Karena jurnal dapat berisi pikiran dan pengalaman pribadi, siswa juga perlu memperhatikan keamanan catatan tersebut. Jika menggunakan buku fisik, simpan di tempat yang aman.

Untuk jurnal digital, gunakan perangkat atau aplikasi yang memiliki perlindungan privasi jika tersedia. Hindari menuliskan informasi pribadi yang sangat sensitif jika catatan tersebut berpotensi diakses orang lain.

Menjaga privasi bukan berarti siswa harus menyembunyikan semua masalah. Jika ada sesuatu yang membuat mereka merasa tidak aman atau membutuhkan bantuan, tetap penting untuk menceritakannya kepada orang dewasa yang dipercaya.

Jadikan Jurnal sebagai Kebiasaan yang Fleksibel

Jurnal dapat memiliki fungsi berbeda pada setiap periode. Ketika sedang sibuk sekolah, siswa mungkin menggunakannya untuk mencatat target dan prioritas. Ketika sedang memiliki banyak pikiran, jurnal dapat menjadi tempat menuangkan perasaan.

Pada waktu lain, jurnal dapat digunakan untuk mencatat ide atau mengevaluasi perkembangan diri.
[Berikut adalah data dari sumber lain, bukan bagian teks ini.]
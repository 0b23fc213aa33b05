//! Write-time acyclicity check for BOM edges

use std::collections::{HashMap, HashSet, VecDeque};

use super::propagate::format_path;
use super::RollupError;
use crate::core::identity::EntityId;
use crate::core::store::Store;

/// Refuse edges `parent -> child` that would close a loop
///
/// Walks upward from `parent` through used-in edges. Reaching any proposed
/// child means that child already contains `parent`, so containing it in
/// turn would make an assembly part of itself.
pub fn ensure_acyclic<S: Store>(
    store: &S,
    parent: &EntityId,
    children: &[EntityId],
) -> Result<(), RollupError> {
    if children.is_empty() {
        return Ok(());
    }
    if children.contains(parent) {
        return Err(RollupError::CycleDetected {
            path: format_path(&[parent.clone(), parent.clone()]),
        });
    }

    let targets: HashSet<&EntityId> = children.iter().collect();
    // node -> the node below it that led the walk here
    let mut came_from: HashMap<EntityId, EntityId> = HashMap::new();
    let mut visited: HashSet<EntityId> = HashSet::from([parent.clone()]);
    let mut queue = VecDeque::from([parent.clone()]);

    while let Some(node) = queue.pop_front() {
        for line in store.lines_using(&node)? {
            let above = line.parent;
            if !visited.insert(above.clone()) {
                continue;
            }
            came_from.insert(above.clone(), node.clone());

            if targets.contains(&above) {
                let path = containment_path(parent, &above, &came_from);
                tracing::info!(parent = %parent, child = %above, "rejected BOM edge closing a cycle");
                return Err(RollupError::CycleDetected {
                    path: format_path(&path),
                });
            }
            queue.push_back(above);
        }
    }

    Ok(())
}

/// parent -> child -> ... -> parent, in "contains" order
fn containment_path(
    parent: &EntityId,
    child: &EntityId,
    came_from: &HashMap<EntityId, EntityId>,
) -> Vec<EntityId> {
    let mut path = vec![parent.clone(), child.clone()];
    let mut current = child;
    while let Some(below) = came_from.get(current) {
        path.push(below.clone());
        if below == parent {
            break;
        }
        current = below;
    }
    path
}

#[cfg(test)]
mod tests {
    use super::*;
    use crate::core::store::MemoryStore;
    use crate::entities::{BomLine, ComponentFamily, Nomenclature};

    fn setup() -> (MemoryStore, ComponentFamily) {
        let mut store = MemoryStore::new();
        let family = ComponentFamily::new("Part");
        store.save_family(&family).unwrap();
        (store, family)
    }

    fn node(store: &mut MemoryStore, family: &ComponentFamily) -> EntityId {
        let n = Nomenclature::new(family.id.clone(), "USD");
        store.save_nomenclature(&n).unwrap();
        n.id
    }

    fn link(store: &mut MemoryStore, family: &ComponentFamily, parent: &EntityId, child: &EntityId) {
        let line = BomLine::new(parent.clone(), family.id.clone(), 1.0)
            .with_analogs(vec![child.clone()]);
        store.save_bom_line(&line).unwrap();
    }

    #[test]
    fn test_self_reference_is_rejected() {
        let (mut store, family) = setup();
        let a = node(&mut store, &family);
        let err = ensure_acyclic(&store, &a, &[a.clone()]).unwrap_err();
        assert!(matches!(err, RollupError::CycleDetected { .. }));
    }

    #[test]
    fn test_closing_a_loop_is_rejected() {
        let (mut store, family) = setup();
        let root = node(&mut store, &family);
        let mid = node(&mut store, &family);
        let leaf = node(&mut store, &family);
        link(&mut store, &family, &root, &mid);
        link(&mut store, &family, &mid, &leaf);

        // leaf would contain root, which already contains leaf
        match ensure_acyclic(&store, &leaf, &[root.clone()]) {
            Err(RollupError::CycleDetected { path }) => {
                assert_eq!(
                    path,
                    format_path(&[leaf.clone(), root.clone(), mid.clone(), leaf.clone()])
                );
            }
            other => panic!("expected cycle, got {:?}", other),
        }
    }

    #[test]
    fn test_sibling_and_downward_edges_are_fine() {
        let (mut store, family) = setup();
        let root = node(&mut store, &family);
        let mid = node(&mut store, &family);
        let leaf = node(&mut store, &family);
        let other = node(&mut store, &family);
        link(&mut store, &family, &root, &mid);
        link(&mut store, &family, &mid, &leaf);

        ensure_acyclic(&store, &root, &[leaf.clone()]).unwrap();
        ensure_acyclic(&store, &mid, &[other.clone()]).unwrap();
        ensure_acyclic(&store, &other, &[root.clone()]).unwrap();
        ensure_acyclic(&store, &root, &[]).unwrap();
    }

    #[test]
    fn test_any_child_in_the_set_trips_the_check() {
        let (mut store, family) = setup();
        let top = node(&mut store, &family);
        let bottom = node(&mut store, &family);
        let unrelated = node(&mut store, &family);
        link(&mut store, &family, &top, &bottom);

        let err = ensure_acyclic(&store, &bottom, &[unrelated, top]).unwrap_err();
        assert!(matches!(err, RollupError::CycleDetected { .. }));
    }
}
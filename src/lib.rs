//! bomcost: hierarchical bill-of-materials cost rollup
//!
//! Keeps the material and total cost of every assembly in a multi-level BOM
//! consistent with the purchase costs of its parts, recomputing only the
//! assemblies above whatever changed.

pub mod cli;
pub mod core;
pub mod entities;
Fleksibilitas tersebut membuat kegiatan menulis tetap relevan meskipun kebutuhan siswa berubah.

Tidak perlu membuat aturan terlalu banyak. Semakin sederhana kebiasaannya, semakin mudah dipertahankan dalam jangka panjang.

Contoh Pertanyaan untuk Memulai Jurnal

Bagi siswa yang bingung harus menulis apa, beberapa pertanyaan sederhana dapat menjadi pemicu.
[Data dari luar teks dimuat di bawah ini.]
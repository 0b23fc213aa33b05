//! Upward walk from changed nodes to the top-level assemblies containing them

use std::collections::{BTreeSet, HashSet, VecDeque};

use crate::core::identity::EntityId;
use crate::core::store::{Store, StoreError};

/// Every root reachable by following used-in edges up from `seeds`
///
/// A node that no line uses is its own root. The visited set makes the walk
/// terminate on cyclic data and keeps diamond-shaped graphs from being
/// expanded more than once.
pub fn find_roots<S, I>(store: &S, seeds: I) -> Result<BTreeSet<EntityId>, StoreError>
where
    S: Store,
    I: IntoIterator<Item = EntityId>,
{
    let mut queue: VecDeque<EntityId> = seeds.into_iter().collect();
    let mut visited = HashSet::new();
    let mut roots = BTreeSet::new();

    while let Some(node) = queue.pop_front() {
        if !visited.insert(node.clone()) {
            continue;
        }

        let users = store.lines_using(&node)?;
        if users.is_empty() {
            roots.insert(node);
            continue;
        }

        for line in users {
            if !visited.contains(&line.parent) {
                queue.push_back(line.parent);
            }
        }
    }

    tracing::debug!(count = roots.len(), "roots found");
    Ok(roots)
}

/// Direct parents of `node`: owners of the lines that use it, deduplicated
pub fn direct_parents<S: Store>(store: &S, node: &EntityId) -> Result<BTreeSet<EntityId>, StoreError> {
    Ok(store
        .lines_using(node)?
        .into_iter()
        .map(|line| line.parent)
        .collect())
}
  • Apa hal paling menarik yang terjadi hari ini?
  • Apa yang membuat saya merasa senang?
  • Apa kesulitan yang saya hadapi?
  • Apa yang saya pelajari hari ini?
  • Apa satu hal yang ingin saya lakukan lebih baik besok?
  • Siapa yang membantu saya hari ini?
  • Apa hal yang sedang saya pikirkan?
  • Apa target saya untuk beberapa hari ke depan?

Pertanyaan tersebut tidak harus dijawab semuanya. Pilih satu atau dua yang paling sesuai dengan kondisi saat itu.
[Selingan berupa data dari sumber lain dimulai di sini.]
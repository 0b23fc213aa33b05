//! `bomcost uom` command - Unit of measure management

use clap::Subcommand;
use console::style;
use miette::{IntoDiagnostic, Result};

use crate::cli::helpers::{format_short_id, open_session, output_format, print_structured};
use crate::cli::table::{CellValue, ColumnDef, TableFormatter, TableRow};
use crate::cli::{GlobalOpts, OutputFormat};
use crate::core::catalog::Catalog;
use crate::core::entity::Entity;
use crate::core::store::Store;
use crate::entities::UnitOfMeasure;

#[derive(Subcommand, Debug)]
pub enum UomCommands {
    /// Create a new unit of measure
    New(NewArgs),

    /// List units of measure
    List,
}

#[derive(clap::Args, Debug)]
pub struct NewArgs {
    /// Unit name (e.g., pcs, m, kg)
    pub name: String,

    /// Rounding precision for quantities in this unit
    #[arg(long, short = 'r', default_value_t = 0.01)]
    pub rounding: f64,
}

const UOM_COLUMNS: &[ColumnDef] = &[
    ColumnDef::new("id", "ID", 17),
    ColumnDef::new("name", "NAME", 20),
    ColumnDef::new("rounding", "ROUNDING", 10),
];

pub fn run(cmd: UomCommands, global: &GlobalOpts) -> Result<()> {
    match cmd {
        UomCommands::New(args) => run_new(args, global),
        UomCommands::List => run_list(global),
    }
}

fn run_new(args: NewArgs, global: &GlobalOpts) -> Result<()> {
    let mut session = open_session(global)?;
    let uom = session
        .catalog
        .create_uom(UnitOfMeasure::new(args.name).with_rounding(args.rounding))?;

    match output_format(global, &session.config, OutputFormat::Tsv) {
        OutputFormat::Id => println!("{}", uom.id),
        format @ (OutputFormat::Json | OutputFormat::Yaml) => print_structured(&uom, format)?,
        _ if global.quiet => {}
        _ => println!(
            "{} Created unit {} ({})",
            style("✓").green(),
            style(uom.label()).yellow(),
            style(format_short_id(&uom.id)).cyan()
        ),
    }
    Ok(())
}

fn run_list(global: &GlobalOpts) -> Result<()> {
    let session = open_session(global)?;
    let mut uoms = session.catalog.store().uoms().into_diagnostic()?;
    uoms.sort_by(|a, b| a.name.cmp(&b.name));

    let format = output_format(global, &session.config, OutputFormat::Tsv);
    if matches!(format, OutputFormat::Json | OutputFormat::Yaml) {
        return print_structured(&uoms, format);
    }

    let rows: Vec<TableRow> = uoms
        .into_iter()
        .map(|u| {
            TableRow::for_entity(&u)
                .cell("name", CellValue::Text(u.name))
                .cell("rounding", CellValue::Qty(u.rounding))
        })
        .collect();

    TableFormatter::new(UOM_COLUMNS, "unit")
        .with_summary(!global.quiet)
        .output(&rows, format);
    Ok(())
}

/// Accept a unit reference as an id or a name
pub(crate) fn resolve_uom<S: Store>(catalog: &Catalog<S>, key: &str) -> Result<UnitOfMeasure> {
    if let Some(id) = UnitOfMeasure::parse_id(key) {
        return catalog
            .store()
            .uom(&id)
            .into_diagnostic()?
            .ok_or_else(|| miette::miette!("unit {} not found", id));
    }
    catalog
        .store()
        .uoms()
        .into_diagnostic()?
        .into_iter()
        .find(|u| u.name == key)
        .ok_or_else(|| miette::miette!("unit '{}' not found", key))
}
Jurnal Dapat Membantu Melihat Perkembangan Diri

Salah satu manfaat menarik dari jurnal adalah kemampuannya menunjukkan perubahan dari waktu ke waktu. Ketika siswa membaca tulisan lama, mereka mungkin menyadari bahwa cara berpikir, kebiasaan, dan kemampuan mereka sudah berkembang.

Masalah yang dulu terasa sangat sulit mungkin sekarang sudah dapat diselesaikan dengan lebih tenang. Target yang sebelumnya hanya berupa keinginan mungkin sudah berhasil dicapai.

Hal tersebut dapat menjadi pengingat bahwa perkembangan tidak selalu terlihat setiap hari. Terkadang perubahan baru terasa ketika seseorang melihat perjalanan mereka dari jarak yang lebih jauh.

Menulis Jurnal Bukan Sekadar Menulis Cerita

Pada akhirnya, jurnal dapat menjadi lebih dari sekadar catatan mengenai apa yang dilakukan sepanjang hari. Kegiatan tersebut dapat menjadi sarana untuk mengenal diri, menyusun pikiran, mengevaluasi pengalaman, dan merencanakan langkah berikutnya.

Bagi anak sekolah, kebiasaan tersebut juga dapat menjadi ruang yang fleksibel di tengah berbagai tuntutan akademik dan aktivitas sehari-hari. Siswa dapat menulis ketika membutuhkan tempat untuk berpikir, mencatat sesuatu yang penting, atau sekadar mengabadikan momen.

Tidak perlu memulai dengan halaman yang panjang. Satu paragraf, beberapa kalimat, atau bahkan beberapa poin sederhana sudah cukup untuk memulai. Seiring waktu, siswa dapat menemukan sendiri bentuk jurnal yang paling sesuai dengan kebutuhannya.